TASK PROMPT :: Every record below needs to be printed again exactly.

Stored data
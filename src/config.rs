//! Rule configuration for a run.

use crate::model::{Mode, parse_mode};

/// The markers and labels the rules recognize.
#[derive(Debug, Clone)]
pub struct UpdaterConfig {
    /// Label that marks an inactive task owned by the rules.
    pub nodate_label: String,
    /// Trailing marker for parallel mode.
    pub parallel_suffix: String,
    /// Trailing marker for serial mode.
    pub serial_suffix: String,
    /// Label prefixes that mean "already scheduled elsewhere": a matching
    /// label suppresses the automatic due date on an active task.
    pub next_prefixes: Vec<String>,
}

impl Default for UpdaterConfig {
    fn default() -> Self {
        Self {
            nodate_label: "NoDate".to_string(),
            parallel_suffix: "(=)".to_string(),
            serial_suffix: "(-)".to_string(),
            next_prefixes: vec!["::".to_string()],
        }
    }
}

impl UpdaterConfig {
    /// Derive the mode of a task or project name.
    pub fn mode_of(&self, name: &str) -> Mode {
        parse_mode(name, &self.parallel_suffix, &self.serial_suffix)
    }

    /// Whether a label matches any configured "next" prefix.
    pub fn is_next_label(&self, label: &str) -> bool {
        self.next_prefixes
            .iter()
            .any(|prefix| !prefix.is_empty() && label.starts_with(prefix))
    }
}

PROBLEM SOLUTION ::
filename src/config.rs
//! Rule configuration for a run.

use crate::model::{Mode, parse_mode};

/// The markers and labels the rules recognize.
#[derive(Debug, Clone)]
pub struct UpdaterConfig {
    /// Label that marks an inactive task owned by the rules.
    pub nodate_label: String,
    /// Trailing marker for parallel mode.
    pub parallel_suffix: String,
    /// Trailing marker for serial mode.
    pub serial_suffix: String,
    /// Label prefixes that mean "already scheduled elsewhere": a matching
    /// label suppresses the automatic due date on an active task.
    pub next_prefixes: Vec<String>,
}

impl Default for UpdaterConfig {
    fn default() -> Self {
        Self {
            nodate_label: "NoDate".to_string(),
            parallel_suffix: "(=)".to_string(),
            serial_suffix: "(-)".to_string(),
            next_prefixes: vec!["::".to_string()],
        }
    }
}

impl UpdaterConfig {
    /// Derive the mode of a task or project name.
    pub fn mode_of(&self, name: &str) -> Mode {
        parse_mode(name, &self.parallel_suffix, &self.serial_suffix)
    }

    /// Whether a label matches any configured "next" prefix.
    pub fn is_next_label(&self, label: &str) -> bool {
        self.next_prefixes
            .iter()
            .any(|prefix| !prefix.is_empty() && label.starts_with(prefix))
    }
}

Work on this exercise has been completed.